Pourtant, il ne la voyait
jamais revenir. Il avait passé des heures devant sa fenêtre, l’attendant, elle
et sa beauté gracile. Mais jamais elle ne revenait des champs.
Alors il s’endormait dans
son fauteuil, les lunettes glissant sur son nez aquilin, et la bouche entrouverte.
Et le matin revenait, et
la fille repassait. Ses épaules, rondes de féminité, perlaient de douceur, et
ses mains, longues et fines, étaient des œuvres de la nature.
Quelque fois, sa bouche
vermeille esquissait un sourire, ses lèvres brillaient au soleil et ses joues
étaient roses de vie.
Elle portait parfois un
panier, parfois un chapeau de paille.
Il n’avait jamais vu ses
yeux. Il aurait aimé pouvoir y lire quelque chose. Depuis que sa Caroline à lui
avait rejoint le ciel, il ne pouvait lire que dans les yeux du chat. Et les
yeux de sa Caroline, ridés par les rires, ou froncés par la colère, ça lui
manquait.
Elle avait un sacré
caractère, la Caroline. Elle criait si fort depuis la cuisine lorsqu’elle
faisait brûler un plat. Jamais elle n’avait voulu lui repasser ses chemises.
Elle n’était pas comme toutes les bonnes femmes, et elle n’en avait que faire
des qu’en dira-ton.
En plus, elle portait des
pantalons. Ils rigolaient bien tous les deux quand elle portait ses salopettes
à lui. Pour aller faire le marché en plus, tu imagines. A chaque fois, c’était
la cohue devant les étals, toutes les commères s’éloignaient d’un coup, et se
rassemblaient en petites troupes, comme les hyènes d’Afrique.
Elle râlait toujours
quand il oubliait le pain et le journal. Alors il y pensait toujours, tous les
matins. Ensuite, ils prenaient leur café fort ensemble, et le tic tac de
l’horloge était là pour rappeler que leur amour n’arrêtait pas le temps.
Et la maladie, elle,
tuait le temps. C’était il y a déjà douze ans, quand le cancer a rongé la
Caroline.
Il n’y avait rien à
faire, le temps est un salaud et la maladie un fléau.
Alors depuis, il ne
regardait que dans les yeux de son chat, pour y voir encore de la vie.
Et le déhanché de la
fille, aussi, lui donnait encore une raison, chaque matin, d’aller chercher le
pain. De se mettre à sa table de bois, et de lever les yeux, à huit heures,
pour voir passer un rayon de soleil.
Chaque matin, c’était le
même rituel. Elle passait, et lui, il vivait, un peu.

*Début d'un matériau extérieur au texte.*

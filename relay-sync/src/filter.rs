//! File/directory filter for tree sync.
//!
//! Built on the `file`, `dir` and `path` categories of a [`PatternRuleSet`]:
//!
//! - `dir` excludes are checked against every directory name on the way
//!   down, so an excluded directory hides everything nested under it. A
//!   `dir` include list keeps files whose directory chain has at least one
//!   matching name (files at the tree root have none);
//! - `file` is checked against the file name;
//! - `path` excludes prune directories and files by their `/`-joined
//!   relative path; `path` includes select files only.
//!
//! Include lists never prune a directory walk: a directory that does not
//! match may still hold files that do.
//!
//! VCS metadata directories are never part of a sync, whatever the rules say.

use std::path::{Component, Path};

use relay_core::pattern::{DIR, FILE, PATH};
use relay_core::{PatternRule, PatternRuleSet};

/// Names that are always skipped on both sides of a sync.
pub const VCS_METADATA: &[&str] = &[".git", ".hg", ".svn", ".bzr", "CVS", ".repo"];

pub fn is_vcs_metadata(name: &str) -> bool {
    VCS_METADATA.contains(&name)
}

#[derive(Debug, Clone, Default)]
pub struct TreeFilter {
    rules: PatternRuleSet,
    scope: Option<String>,
}

impl TreeFilter {
    pub fn new(rules: PatternRuleSet) -> Self {
        Self { rules, scope: None }
    }

    /// Evaluate name-keyed rules against `project`.
    pub fn scoped(mut self, project: impl Into<String>) -> Self {
        self.scope = Some(project.into());
        self
    }

    /// Whether the walk descends into directory `rel`: no component is VCS
    /// metadata or `dir`-excluded, and no prefix of it is `path`-excluded.
    pub fn enters_dir(&self, rel: &Path) -> bool {
        let names = names(rel);
        let mut prefix = String::new();
        for name in &names {
            if is_vcs_metadata(name) || self.excluded(DIR, name) {
                return false;
            }
            if !prefix.is_empty() {
                prefix.push('/');
            }
            prefix.push_str(name);
            if self.excluded(PATH, &prefix) {
                return false;
            }
        }
        true
    }

    /// Whether directory `rel` is synced as an entry of its own. A directory
    /// the walk enters but that fails an include list only appears in the
    /// destination when one of its files is synced.
    pub fn allows_dir(&self, rel: &Path) -> bool {
        self.enters_dir(rel)
            && self.dir_chain_included(rel)
            && self.included(PATH, &slash_path(rel))
    }

    /// Whether file `rel` (relative to the tree root) is synced.
    pub fn allows_file(&self, rel: &Path) -> bool {
        let Some(name) = rel.file_name().map(|n| n.to_string_lossy()) else {
            return false;
        };
        if is_vcs_metadata(&name) {
            return false;
        }
        let parent = rel.parent().unwrap_or(Path::new(""));
        let path = slash_path(rel);
        self.enters_dir(parent)
            && self.dir_chain_included(parent)
            && self.rule(FILE).map_or(true, |r| r.is_match(&name))
            && self.rule(PATH).map_or(true, |r| r.is_match(&path))
    }

    /// A `dir` include list is met by any one name in the chain.
    fn dir_chain_included(&self, rel: &Path) -> bool {
        match self.rule(DIR).filter(|r| r.has_includes()) {
            Some(rule) => names(rel).iter().any(|name| rule.is_included(name)),
            None => true,
        }
    }

    fn rule(&self, category: &str) -> Option<&PatternRule> {
        self.rules.select(category, self.scope.as_deref(), false)
    }

    fn excluded(&self, category: &str, value: &str) -> bool {
        self.rule(category).is_some_and(|r| r.is_excluded(value))
    }

    fn included(&self, category: &str, value: &str) -> bool {
        self.rule(category).map_or(true, |r| r.is_included(value))
    }
}

fn names(rel: &Path) -> Vec<String> {
    rel.components()
        .filter_map(|c| match c {
            Component::Normal(name) => Some(name.to_string_lossy().into_owned()),
            _ => None,
        })
        .collect()
}

fn slash_path(rel: &Path) -> String {
    names(rel).join("/")
}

Passion : par Marie Arnoult
L' arbre : par Marie Arnoult
Je me rappelle encore de ce jour pluvieux d’octobre, il y a trente ans.
ENTRE PASSION ET DOULEUR |
Passion : par Marie Arnoult
C’était un 24 décembre,
une année de grand froid. Il l’avait croisée dans une rue sombre, entre une
librairie anglaise et un magasin d’antiquités.
Elle avait l’air si
fragile dans sa parka bleue. Elle était d’une beauté à couper le souffle.
Indécente presque. Ses mollets fins nageaient dans ses bottes souples, suintant
sur la neige. Ses cheveux bruns étaient tachés de blancs, mouillés par les
flocons.
Son nez rouge coulait.
Ses lèvres vermeilles tremblaient. Elle était belle. Elle était belle.
Ses mains fines tenaient
des sacs pleins de cadeaux, de paquets, enrubannés de couleurs et de
paillettes.
Les mains transies de
froid, tremblotantes, toute cette fragilité contenue, toute cette vie devant
ses yeux. Il voulait lui offrir quelque chose. Elle semblait perdue, il lui
donnerait un chemin.
Il avait offert de
nombreux chemins déjà. Il se sentait comme un Dieu, tout puissant. Généreux à
l’extrême, il avait la sensation de posséder le destin du monde entier.
Alors, lorsqu’il croisait
une beauté pure, la douceur sensuelle d’une âme égarée, d’une femme, ou d’une
enfant, il faisait don de sa grâce. Il rendait grâce à la magie de l’instant.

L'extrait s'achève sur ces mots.